LCM Exits Gladstone Class Action; Writes Off A$30.8M

By John Freund |

Litigation Capital Management has pulled funding from a long-running Australian class action brought by commercial fishers against the state-owned Gladstone Ports Corporation, opting to cut its losses and reset capital allocation. The funder said the case has now settled on terms that provide a full release between the parties and a payment to the defendant toward costs—covered in full by after-the-event insurance—pending court approval in late October.

An announcement on Investegate details that LCM will write off A$30.8 million, equal to its cash invested, and has launched a formal strategic review with Luminis Partners.
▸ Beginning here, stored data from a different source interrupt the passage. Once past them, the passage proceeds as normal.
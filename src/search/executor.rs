use std::collections::{HashMap, HashSet};
use std::time::Instant;

use crate::core::cancel::{CancellationToken, ensure_not_cancelled};
use crate::core::error::Result;
use crate::core::types::TermRecord;
use crate::search::query::{PreparedQuery, SearchOptions};
use crate::search::results::{ScoredDocument, SearchResults};
use crate::storage::backend::MatchQuery;
use crate::storage::repository::Repository;

/// Stateless ranked-search execution over the repository: candidate
/// selection, scoring, ordering and truncation.
pub struct QueryExecutor {
    pub phrase_search_bonus: f64,
    pub sigmoid_normalization_divisor: f64,
}

struct DocAccumulator {
    raw_score: f64,
    matched: HashSet<String>,
    positions: HashMap<String, Vec<u64>>,
}

impl QueryExecutor {
    pub fn new(phrase_search_bonus: f64, sigmoid_normalization_divisor: f64) -> Self {
        QueryExecutor {
            phrase_search_bonus,
            sigmoid_normalization_divisor,
        }
    }

    pub async fn execute(
        &self,
        repo: &Repository,
        query: &PreparedQuery,
        options: &SearchOptions,
        limit: usize,
        cancel: &CancellationToken,
    ) -> Result<SearchResults> {
        let started = Instant::now();
        if query.is_empty() {
            return Ok(SearchResults::empty(started.elapsed()));
        }

        // Resolve query terms against the vocabulary. In AND mode a term
        // the vocabulary has never seen rules out every document.
        let mut known: Vec<TermRecord> = Vec::with_capacity(query.terms.len());
        for term in &query.terms {
            ensure_not_cancelled(cancel)?;
            match repo.get_term(term).await? {
                Some(record) => known.push(record),
                None if options.and_logic => {
                    return Ok(SearchResults::empty(started.elapsed()));
                }
                None => {}
            }
        }
        if known.is_empty() {
            return Ok(SearchResults::empty(started.elapsed()));
        }

        ensure_not_cancelled(cancel)?;
        let total_docs = repo.statistics().await?.doc_count;

        ensure_not_cancelled(cancel)?;
        let matches = repo
            .find_matches(&MatchQuery {
                term_ids: known.iter().map(|t| t.id.clone()).collect(),
                require_all: options.and_logic,
                labels: options.labels.clone(),
                tags: options.tags.clone(),
            })
            .await?;

        let idf_by_term: HashMap<&str, f64> = known
            .iter()
            .map(|t| (t.id.as_str(), bm25_idf(total_docs, t.document_frequency)))
            .collect();
        let term_text_by_id: HashMap<&str, &str> = known
            .iter()
            .map(|t| (t.id.as_str(), t.term.as_str()))
            .collect();

        let mut accumulators: HashMap<String, DocAccumulator> = HashMap::new();
        for m in matches {
            let idf = idf_by_term.get(m.term_id.as_str()).copied().unwrap_or(0.0);
            let entry = accumulators
                .entry(m.document_id.clone())
                .or_insert_with(|| DocAccumulator {
                    raw_score: 0.0,
                    matched: HashSet::new(),
                    positions: HashMap::new(),
                });
            entry.raw_score += m.term_frequency as f64 * idf;
            if let Some(text) = term_text_by_id.get(m.term_id.as_str()) {
                entry.matched.insert((*text).to_string());
            }
            entry.positions.insert(m.term_id.clone(), m.term_positions);
        }

        // Query-order term id sequence for the phrase walk. Only complete:
        // a document missing any query term can't contain the phrase.
        let phrase_sequence: Option<Vec<&str>> = if query.terms.len() >= 2
            && known.len() == query.terms.len()
        {
            Some(known.iter().map(|t| t.id.as_str()).collect())
        } else {
            None
        };

        let mut hits: Vec<ScoredDocument> = accumulators
            .into_iter()
            .map(|(document_id, acc)| {
                let mut raw = acc.raw_score;
                if let Some(sequence) = &phrase_sequence {
                    if contains_phrase(sequence, &acc.positions) {
                        raw *= self.phrase_search_bonus;
                    }
                }
                let score = raw / (raw + self.sigmoid_normalization_divisor);
                let matched_terms: Vec<String> = query
                    .terms
                    .iter()
                    .filter(|term| acc.matched.contains(*term))
                    .cloned()
                    .collect();
                ScoredDocument {
                    document_id,
                    score,
                    matched_term_count: matched_terms.len(),
                    matched_terms,
                    document: None,
                }
            })
            .collect();

        hits.sort_by(|a, b| {
            b.score
                .partial_cmp(&a.score)
                .unwrap_or(std::cmp::Ordering::Equal)
                .then_with(|| b.matched_term_count.cmp(&a.matched_term_count))
                .then_with(|| a.document_id.cmp(&b.document_id))
        });

        let total_count = hits.len();
        hits.truncate(limit);

        if options.include_documents {
            for hit in &mut hits {
                ensure_not_cancelled(cancel)?;
                hit.document = repo.get_document(&hit.document_id).await?;
            }
        }

        Ok(SearchResults {
            hits,
            total_count,
            search_time: started.elapsed(),
        })
    }
}

/// Smoothed inverse document frequency; stays positive even when a term
/// appears in most documents.
fn bm25_idf(total_docs: u64, document_frequency: u64) -> f64 {
    let n = total_docs as f64;
    let df = document_frequency as f64;
    ((n - df + 0.5) / (df + 0.5) + 1.0).ln()
}

/// True when the terms of `sequence` occur at consecutive word positions,
/// in order, somewhere in the document.
fn contains_phrase(sequence: &[&str], positions: &HashMap<String, Vec<u64>>) -> bool {
    let Some(first) = sequence.first().and_then(|id| positions.get(*id)) else {
        return false;
    };
    let sets: Vec<Option<HashSet<u64>>> = sequence
        .iter()
        .map(|id| positions.get(*id).map(|p| p.iter().copied().collect()))
        .collect();
    if sets.iter().any(|s| s.is_none()) {
        return false;
    }

    'starts: for &start in first {
        for (k, set) in sets.iter().enumerate().skip(1) {
            let wanted = start + k as u64;
            match set {
                Some(set) if set.contains(&wanted) => {}
                _ => continue 'starts,
            }
        }
        return true;
    }
    false
}

#[cfg(test)]
mod tests {
    use super::*;

    #[test]
    fn test_bm25_idf_monotonic_in_rarity() {
        let rare = bm25_idf(100, 1);
        let common = bm25_idf(100, 90);
        assert!(rare > common);
        assert!(common > 0.0);
    }

    #[test]
    fn test_contains_phrase_consecutive() {
        let mut positions = HashMap::new();
        positions.insert("a".to_string(), vec![0, 7]);
        positions.insert("b".to_string(), vec![3, 8]);
        // "a" at 7 followed by "b" at 8.
        assert!(contains_phrase(&["a", "b"], &positions));
        // Reverse order never lines up.
        assert!(!contains_phrase(&["b", "a"], &positions));
    }

    #[test]
    fn test_contains_phrase_three_terms() {
        let mut positions = HashMap::new();
        positions.insert("a".to_string(), vec![4]);
        positions.insert("b".to_string(), vec![5]);
        positions.insert("c".to_string(), vec![6]);
        assert!(contains_phrase(&["a", "b", "c"], &positions));

        positions.insert("c".to_string(), vec![7]);
        assert!(!contains_phrase(&["a", "b", "c"], &positions));
    }

    #[test]
    fn test_contains_phrase_missing_term() {
        let mut positions = HashMap::new();
        positions.insert("a".to_string(), vec![0]);
        assert!(!contains_phrase(&["a", "b"], &positions));
    }

    #[test]
    fn test_sigmoid_normalization_bounds() {
        let executor = QueryExecutor::new(2.0, 10.0);
        // score = raw / (raw + divisor) stays in (0, 1).
        for raw in [0.1_f64, 1.0, 10.0, 1000.0] {
            let score = raw / (raw + executor.sigmoid_normalization_divisor);
            assert!(score > 0.0 && score < 1.0);
        }
    }
}
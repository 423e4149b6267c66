pub use tokio_util::sync::CancellationToken;

use crate::core::error::{Error, Result};

/// Checked at operation entry and before each backend round-trip.
pub fn ensure_not_cancelled(cancel: &CancellationToken) -> Result<()> {
    if cancel.is_cancelled() {
        Err(Error::cancelled())
    } else {
        Ok(())
    }
}

#[cfg(test)]
mod tests {
    use super::*;
    use crate::core::error::ErrorKind;

    #[test]
    fn test_fresh_token_passes() {
        let cancel = CancellationToken::new();
        assert!(ensure_not_cancelled(&cancel).is_ok());
    }

    #[test]
    fn test_cancelled_token_fails() {
        let cancel = CancellationToken::new();
        cancel.cancel();
        let err = ensure_not_cancelled(&cancel).unwrap_err();
        assert_eq!(err.kind, ErrorKind::Cancelled);
    }
}
/// Complete Verbex API Demo
///
/// Demonstrates the major index operations:
/// - Document ingestion and removal
/// - Search (OR, AND, label filtered)
/// - Labels and tags
/// - Statistics
/// - Persistence across close/reopen
use std::sync::Arc;

use verbex::{
    BasicLemmatizer, BasicStopWordRemover, CancellationToken, Index, IndexConfig, SearchOptions,
};

#[tokio::main]
async fn main() -> Result<(), Box<dyn std::error::Error>> {
    println!("\n╔═══════════════════════════════════════════╗");
    println!("║       Verbex Index - Complete Demo        ║");
    println!("╚═══════════════════════════════════════════╝\n");

    let cancel = CancellationToken::new();

    // Step 1: Create an in-memory index with the full pipeline
    println!("Step 1: Opening index...");
    let mut config = IndexConfig::new("demo");
    config.stop_word_remover = Some(Arc::new(BasicStopWordRemover::english()));
    config.lemmatizer = Some(Arc::new(BasicLemmatizer::new()));
    let index = Index::new(config)?;
    index.open().await?;
    println!("  Done!\n");

    // Step 2: Ingest documents
    println!("Step 2: Adding documents...");
    let rust_doc = index
        .add_document(
            "rust-intro",
            "The Rust language is running everywhere these days",
            &cancel,
        )
        .await?;
    index
        .add_document(
            "db-systems",
            "Databases were storing documents long before search engines",
            &cancel,
        )
        .await?;
    index
        .add_document("web-dev", "Building web apps with search built in", &cancel)
        .await?;
    println!("  Inserted 3 documents\n");

    // Step 3: Labels and tags
    println!("Step 3: Labeling...");
    index.add_label(&rust_doc, "tech", &cancel).await?;
    index
        .set_tag(&rust_doc, "language", Some("rust"), &cancel)
        .await?;
    println!("  Labeled '{rust_doc}'\n");

    // Step 4: Search
    println!("Step 4: Searching...");
    let results = index
        .search("search", &SearchOptions::default(), &cancel)
        .await?;
    println!("  'search': {} results", results.total_count);

    // Lemmatized query: "run" matches "running".
    let results = index
        .search("run", &SearchOptions::default(), &cancel)
        .await?;
    println!("  'run': {} results", results.total_count);

    let results = index
        .search("search web", &SearchOptions::and_logic(), &cancel)
        .await?;
    println!("  'search web' (AND): {} results", results.total_count);

    let results = index
        .search("rust", &SearchOptions::with_labels(["tech"]), &cancel)
        .await?;
    println!("  'rust' with label 'tech': {} results", results.total_count);

    // Step 5: Statistics
    println!("\nStep 5: Statistics...");
    let stats = index.get_statistics().await?;
    println!(
        "  documents={} terms={} postings={} avg_len={:.1}",
        stats.doc_count, stats.term_count, stats.posting_count, stats.avg_doc_length
    );

    // Step 6: Snapshot to disk, then reopen as a persistent index
    println!("\nStep 6: Persisting...");
    let dir = tempfile::tempdir()?;
    index.flush(Some(dir.path())).await?;
    index.close().await?;

    let reopened = Index::new(IndexConfig::on_disk("demo", dir.path()))?;
    reopened.open().await?;
    let stats = reopened.get_statistics().await?;
    println!("  Reopened from disk: {} documents", stats.doc_count);
    reopened.close().await?;

    println!("\nAll done.");
    Ok(())
}
use std::fmt;

#[derive(Debug, Clone, Copy, PartialEq, Eq)]
pub enum ErrorKind {
    Io,
    Storage,
    Parse,
    NotFound,
    InvalidArgument,
    Duplicate,
    Disposed,
    NotOpen,
    Cancelled,
    Internal,
}

#[derive(Debug)]
pub struct Error {
    pub kind: ErrorKind,
    pub context: String,
}

impl Error {
    pub fn new(kind: ErrorKind, context: impl Into<String>) -> Self {
        Error {
            kind,
            context: context.into(),
        }
    }

    pub fn invalid_argument(context: impl Into<String>) -> Self {
        Error::new(ErrorKind::InvalidArgument, context)
    }

    pub fn not_found(context: impl Into<String>) -> Self {
        Error::new(ErrorKind::NotFound, context)
    }

    pub fn duplicate(context: impl Into<String>) -> Self {
        Error::new(ErrorKind::Duplicate, context)
    }

    pub fn disposed() -> Self {
        Error::new(ErrorKind::Disposed, "index has been disposed")
    }

    pub fn not_open() -> Self {
        Error::new(ErrorKind::NotOpen, "index has not been opened")
    }

    pub fn cancelled() -> Self {
        Error::new(ErrorKind::Cancelled, "operation cancelled")
    }

    pub fn storage(context: impl Into<String>) -> Self {
        Error::new(ErrorKind::Storage, context)
    }

    pub fn is_kind(&self, kind: ErrorKind) -> bool {
        self.kind == kind
    }
}

impl fmt::Display for Error {
    fn fmt(&self, f: &mut fmt::Formatter) -> fmt::Result {
        write!(f, "{:?}: {}", self.kind, self.context)
    }
}

impl std::error::Error for Error {}

impl From<std::io::Error> for Error {
    fn from(err: std::io::Error) -> Self {
        Error {
            kind: ErrorKind::Io,
            context: err.to_string(),
        }
    }
}

impl From<rusqlite::Error> for Error {
    fn from(err: rusqlite::Error) -> Self {
        Error {
            kind: ErrorKind::Storage,
            context: err.to_string(),
        }
    }
}

impl From<serde_json::Error> for Error {
    fn from(err: serde_json::Error) -> Self {
        Error {
            kind: ErrorKind::Parse,
            context: err.to_string(),
        }
    }
}

impl From<bincode::Error> for Error {
    fn from(err: bincode::Error) -> Self {
        Error {
            kind: ErrorKind::Parse,
            context: err.to_string(),
        }
    }
}

pub type Result<T> = std::result::Result<T, Error>;
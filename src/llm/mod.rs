// LLM abstraction layer

pub mod ollama;
pub mod provider;

pub use ollama::OllamaClient;
pub use provider::ChatModel;
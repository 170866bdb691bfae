// Shared error type and result alias

use axum::http::StatusCode;
use axum::response::{IntoResponse, Response};
use axum::Json;

#[derive(Debug, thiserror::Error)]
pub enum AppError {
    #[error("{0}")]
    InvalidRequest(String),

    #[error("File exceeds {0} byte limit")]
    PayloadTooLarge(usize),

    #[error("Error extracting text: {0}")]
    Extraction(String),

    #[error("Embedding error: {0}")]
    Embedding(String),

    #[error("LLM API error: {0}")]
    LlmApi(String),

    #[error("Internal error: {0}")]
    Internal(String),
}

impl AppError {
    pub fn status(&self) -> StatusCode {
        match self {
            AppError::InvalidRequest(_) => StatusCode::BAD_REQUEST,
            AppError::PayloadTooLarge(_) => StatusCode::PAYLOAD_TOO_LARGE,
            AppError::Extraction(_)
            | AppError::Embedding(_)
            | AppError::LlmApi(_)
            | AppError::Internal(_) => StatusCode::INTERNAL_SERVER_ERROR,
        }
    }
}

// Every failure surfaces as {"error": <message>} with the mapped status.
impl IntoResponse for AppError {
    fn into_response(self) -> Response {
        let status = self.status();
        let body = Json(serde_json::json!({ "error": self.to_string() }));
        (status, body).into_response()
    }
}

impl From<std::io::Error> for AppError {
    fn from(e: std::io::Error) -> Self {
        AppError::Internal(e.to_string())
    }
}

pub type AppResult<T> = std::result::Result<T, AppError>;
Management attributed the exit to portfolio discipline following adverse outcomes and noted preparation issues and aspects of expert evidence that, in the company’s view, no longer supported the case theory.

LCM is pursuing two potential recovery avenues: a costs assessment it says could recoup a portion of legal fees paid, and a prospective claim against the original solicitors for alleged breach of contract and negligence. Beyond this case, LCM flagged near-term milestones: an expected judgment within roughly three weeks in a separate UK commercial litigation co-funded alongside Fund I (A$20.6 million LCM capital at stake), and a decision soon on permission to appeal an April 1 arbitration loss.

Full-year FY25 results will be presented on October 1, when management plans to update investors on strategy and portfolio priorities.